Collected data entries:
————
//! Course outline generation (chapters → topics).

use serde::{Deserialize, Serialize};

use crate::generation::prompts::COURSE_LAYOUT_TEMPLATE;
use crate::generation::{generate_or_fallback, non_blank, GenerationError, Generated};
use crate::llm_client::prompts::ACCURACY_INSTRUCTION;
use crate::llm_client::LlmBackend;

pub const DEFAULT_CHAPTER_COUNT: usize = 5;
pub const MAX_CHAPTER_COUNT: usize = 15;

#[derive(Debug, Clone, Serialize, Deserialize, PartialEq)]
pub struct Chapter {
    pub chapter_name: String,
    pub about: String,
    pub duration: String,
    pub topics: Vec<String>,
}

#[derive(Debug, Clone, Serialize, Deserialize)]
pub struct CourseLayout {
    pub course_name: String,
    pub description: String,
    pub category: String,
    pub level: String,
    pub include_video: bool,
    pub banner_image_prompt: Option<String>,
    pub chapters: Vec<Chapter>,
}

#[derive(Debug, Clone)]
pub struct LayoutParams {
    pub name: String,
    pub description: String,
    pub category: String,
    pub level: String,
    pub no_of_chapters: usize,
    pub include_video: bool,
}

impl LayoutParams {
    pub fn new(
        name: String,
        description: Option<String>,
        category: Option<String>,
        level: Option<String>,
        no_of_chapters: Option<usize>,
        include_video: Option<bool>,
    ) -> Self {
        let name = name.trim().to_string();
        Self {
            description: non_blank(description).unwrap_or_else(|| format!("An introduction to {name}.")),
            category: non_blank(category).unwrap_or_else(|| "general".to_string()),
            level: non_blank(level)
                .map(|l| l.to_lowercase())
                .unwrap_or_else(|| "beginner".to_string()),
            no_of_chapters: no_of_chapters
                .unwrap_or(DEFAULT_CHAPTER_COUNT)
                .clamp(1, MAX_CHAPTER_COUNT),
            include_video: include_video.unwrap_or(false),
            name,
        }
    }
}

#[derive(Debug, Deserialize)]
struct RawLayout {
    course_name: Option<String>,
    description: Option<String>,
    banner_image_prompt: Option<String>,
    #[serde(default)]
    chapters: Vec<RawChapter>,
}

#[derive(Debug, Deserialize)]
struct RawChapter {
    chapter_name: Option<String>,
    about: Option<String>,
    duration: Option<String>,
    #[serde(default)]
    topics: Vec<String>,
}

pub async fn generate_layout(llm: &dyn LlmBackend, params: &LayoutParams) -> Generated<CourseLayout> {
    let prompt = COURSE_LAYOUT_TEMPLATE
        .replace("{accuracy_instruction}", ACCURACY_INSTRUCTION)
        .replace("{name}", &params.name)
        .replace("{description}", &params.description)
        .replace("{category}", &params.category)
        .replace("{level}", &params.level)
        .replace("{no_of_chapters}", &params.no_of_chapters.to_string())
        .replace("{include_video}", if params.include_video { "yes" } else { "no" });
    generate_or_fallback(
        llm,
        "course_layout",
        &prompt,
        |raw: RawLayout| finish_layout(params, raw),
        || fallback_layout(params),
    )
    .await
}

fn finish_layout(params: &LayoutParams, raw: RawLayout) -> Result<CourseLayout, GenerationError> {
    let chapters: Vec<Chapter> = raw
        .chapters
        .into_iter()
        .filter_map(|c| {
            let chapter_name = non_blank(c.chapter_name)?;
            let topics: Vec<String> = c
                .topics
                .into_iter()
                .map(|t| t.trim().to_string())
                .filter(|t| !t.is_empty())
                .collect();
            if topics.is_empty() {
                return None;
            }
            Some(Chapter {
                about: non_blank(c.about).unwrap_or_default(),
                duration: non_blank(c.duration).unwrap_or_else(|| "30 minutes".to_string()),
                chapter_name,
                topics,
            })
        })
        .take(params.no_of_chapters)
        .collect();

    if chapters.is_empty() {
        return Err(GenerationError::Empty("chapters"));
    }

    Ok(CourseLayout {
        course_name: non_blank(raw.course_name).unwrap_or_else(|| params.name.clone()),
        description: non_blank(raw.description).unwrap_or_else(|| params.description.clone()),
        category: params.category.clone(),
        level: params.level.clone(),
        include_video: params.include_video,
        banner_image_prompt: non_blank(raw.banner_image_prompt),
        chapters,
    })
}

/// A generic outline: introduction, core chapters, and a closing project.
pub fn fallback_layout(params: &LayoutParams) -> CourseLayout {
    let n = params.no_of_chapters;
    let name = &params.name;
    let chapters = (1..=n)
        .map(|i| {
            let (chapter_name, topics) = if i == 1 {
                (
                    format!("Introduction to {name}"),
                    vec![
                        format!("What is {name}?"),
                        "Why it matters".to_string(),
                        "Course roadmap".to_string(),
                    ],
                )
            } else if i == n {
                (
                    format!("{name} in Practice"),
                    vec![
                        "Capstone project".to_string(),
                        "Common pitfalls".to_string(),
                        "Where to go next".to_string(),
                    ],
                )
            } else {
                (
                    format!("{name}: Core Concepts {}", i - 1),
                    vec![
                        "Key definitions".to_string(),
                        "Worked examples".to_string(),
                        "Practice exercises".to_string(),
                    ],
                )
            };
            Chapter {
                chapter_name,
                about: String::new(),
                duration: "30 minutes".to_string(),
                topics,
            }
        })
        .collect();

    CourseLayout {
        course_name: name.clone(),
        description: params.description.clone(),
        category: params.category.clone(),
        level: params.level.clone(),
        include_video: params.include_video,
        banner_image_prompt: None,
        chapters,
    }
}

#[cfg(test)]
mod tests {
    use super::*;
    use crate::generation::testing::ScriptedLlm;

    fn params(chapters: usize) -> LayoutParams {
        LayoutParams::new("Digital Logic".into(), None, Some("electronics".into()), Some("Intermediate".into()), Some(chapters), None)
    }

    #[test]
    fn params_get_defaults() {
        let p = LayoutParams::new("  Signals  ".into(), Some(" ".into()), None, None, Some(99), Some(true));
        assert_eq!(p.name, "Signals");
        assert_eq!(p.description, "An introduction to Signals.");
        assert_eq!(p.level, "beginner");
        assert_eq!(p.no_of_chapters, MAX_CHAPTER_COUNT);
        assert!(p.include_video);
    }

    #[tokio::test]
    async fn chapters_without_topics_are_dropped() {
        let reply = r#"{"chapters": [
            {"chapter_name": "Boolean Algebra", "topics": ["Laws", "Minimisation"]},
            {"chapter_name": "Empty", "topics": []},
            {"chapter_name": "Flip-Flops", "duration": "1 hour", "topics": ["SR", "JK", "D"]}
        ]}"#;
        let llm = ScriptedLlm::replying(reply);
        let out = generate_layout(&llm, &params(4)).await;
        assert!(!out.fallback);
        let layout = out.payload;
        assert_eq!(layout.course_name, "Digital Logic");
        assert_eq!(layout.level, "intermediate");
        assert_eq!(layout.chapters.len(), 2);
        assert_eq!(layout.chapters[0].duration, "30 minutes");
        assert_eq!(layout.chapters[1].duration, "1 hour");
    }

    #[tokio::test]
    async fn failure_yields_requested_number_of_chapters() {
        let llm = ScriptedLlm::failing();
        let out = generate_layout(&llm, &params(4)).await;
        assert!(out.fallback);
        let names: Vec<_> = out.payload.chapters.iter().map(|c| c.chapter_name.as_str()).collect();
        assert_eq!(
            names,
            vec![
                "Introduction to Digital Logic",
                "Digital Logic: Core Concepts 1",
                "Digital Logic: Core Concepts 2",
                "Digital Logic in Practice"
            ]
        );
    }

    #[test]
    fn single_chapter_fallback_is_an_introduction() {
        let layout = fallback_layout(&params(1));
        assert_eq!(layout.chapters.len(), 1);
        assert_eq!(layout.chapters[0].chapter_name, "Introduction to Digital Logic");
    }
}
————
Respond with only the number of lines above that include the string "LlmBackend".

2